- [Task instructions] Copy out all lines in the material below that contain the string "marker".

- [Supplied material]
--- START ---
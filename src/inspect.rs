//! Class reports for `huella inspect`

use std::fmt;

use serde::Serialize;

use crate::classfile::{ClassFile, Result};
use crate::instrument::{classify, MethodStatus};
use crate::marker;

#[derive(Debug, Clone, PartialEq, Eq, Serialize)]
pub struct MethodReport {
    pub name: String,
    pub descriptor: String,
    pub status: MethodStatus,
}

#[derive(Debug, Clone, PartialEq, Eq, Serialize)]
pub struct ClassReport {
    pub name: String,
    pub major_version: u16,
    pub minor_version: u16,
    pub interface: bool,
    /// Already carries the flag or notify routine
    pub instrumented: bool,
    pub methods: Vec<MethodReport>,
}

impl ClassReport {
    pub fn trackable(&self) -> usize {
        self.methods
            .iter()
            .filter(|m| m.status == MethodStatus::Trackable)
            .count()
    }
}

pub fn inspect(bytes: &[u8]) -> Result<ClassReport> {
    let class = ClassFile::parse(bytes)?;
    let cp = &class.constant_pool;
    let methods = class
        .methods
        .iter()
        .map(|method| {
            Ok(MethodReport {
                name: method.name(cp)?,
                descriptor: method.descriptor(cp)?,
                status: classify(&class, method)?,
            })
        })
        .collect::<Result<Vec<_>>>()?;

    Ok(ClassReport {
        name: class.binary_name()?,
        major_version: class.major_version,
        minor_version: class.minor_version,
        interface: class.is_interface(),
        instrumented: marker::is_instrumented(&class),
        methods,
    })
}

impl fmt::Display for ClassReport {
    fn fmt(&self, f: &mut fmt::Formatter<'_>) -> fmt::Result {
        writeln!(f, "class {}", self.name)?;
        writeln!(f, "  version:      {}.{}", self.major_version, self.minor_version)?;
        writeln!(f, "  interface:    {}", self.interface)?;
        writeln!(f, "  instrumented: {}", self.instrumented)?;
        writeln!(
            f,
            "  methods:      {} ({} trackable)",
            self.methods.len(),
            self.trackable()
        )?;
        for method in &self.methods {
            let status = match method.status {
                MethodStatus::Trackable => "trackable",
                MethodStatus::Initializer => "initializer",
                MethodStatus::NoBody => "no body",
                MethodStatus::Excluded => "excluded",
            };
            writeln!(f, "    {:<12} {}{}", status, method.name, method.descriptor)?;
        }
        Ok(())
    }
}

#[cfg(test)]
mod tests {
    use super::*;
    use crate::classfile::opcodes::RETURN;
    use crate::classfile::{access, Code, Instruction};

    fn bytes() -> Vec<u8> {
        let mut class =
            ClassFile::new("app/Foo", "java/lang/Object", access::PUBLIC, 52).unwrap();
        let ret = Code::new(0, 1, vec![Instruction::Simple(RETURN)]);
        class
            .add_method(access::PUBLIC, "<init>", "()V", Some(&ret))
            .unwrap();
        class.add_method(access::PUBLIC, "run", "()V", Some(&ret)).unwrap();
        class
            .add_method(access::PUBLIC | access::ABSTRACT, "todo", "()I", None)
            .unwrap();
        class.to_bytes().unwrap()
    }

    #[test]
    fn test_report_classifies_methods() {
        let report = inspect(&bytes()).unwrap();
        assert_eq!(report.name, "app.Foo");
        assert_eq!(report.major_version, 52);
        assert!(!report.instrumented);
        let statuses: Vec<_> = report.methods.iter().map(|m| m.status).collect();
        assert_eq!(
            statuses,
            vec![
                MethodStatus::Initializer,
                MethodStatus::Trackable,
                MethodStatus::NoBody
            ]
        );
        assert_eq!(report.trackable(), 1);
    }

    #[test]
    fn test_report_after_rewrite() {
        let rewritten = crate::instrument::Instrumenter::default()
            .transform(&bytes())
            .unwrap();
        let report = inspect(&rewritten).unwrap();
        assert!(report.instrumented);
        assert!(report
            .methods
            .iter()
            .any(|m| m.name == marker::NOTIFY_METHOD));
    }

    #[test]
    fn test_text_and_json_forms() {
        let report = inspect(&bytes()).unwrap();
        let text = report.to_string();
        assert!(text.contains("class app.Foo"));
        assert!(text.contains("trackable    run()V"));

        let json = serde_json::to_value(&report).unwrap();
        assert_eq!(json["name"], "app.Foo");
        assert_eq!(json["methods"][1]["status"], "trackable");
        assert_eq!(json["methods"][2]["status"], "no-body");
    }
}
--- END ---
- [Exercise result]
use crate::marker;
        instrumented: marker::is_instrumented(&class),
            .any(|m| m.name == marker::NOTIFY_METHOD));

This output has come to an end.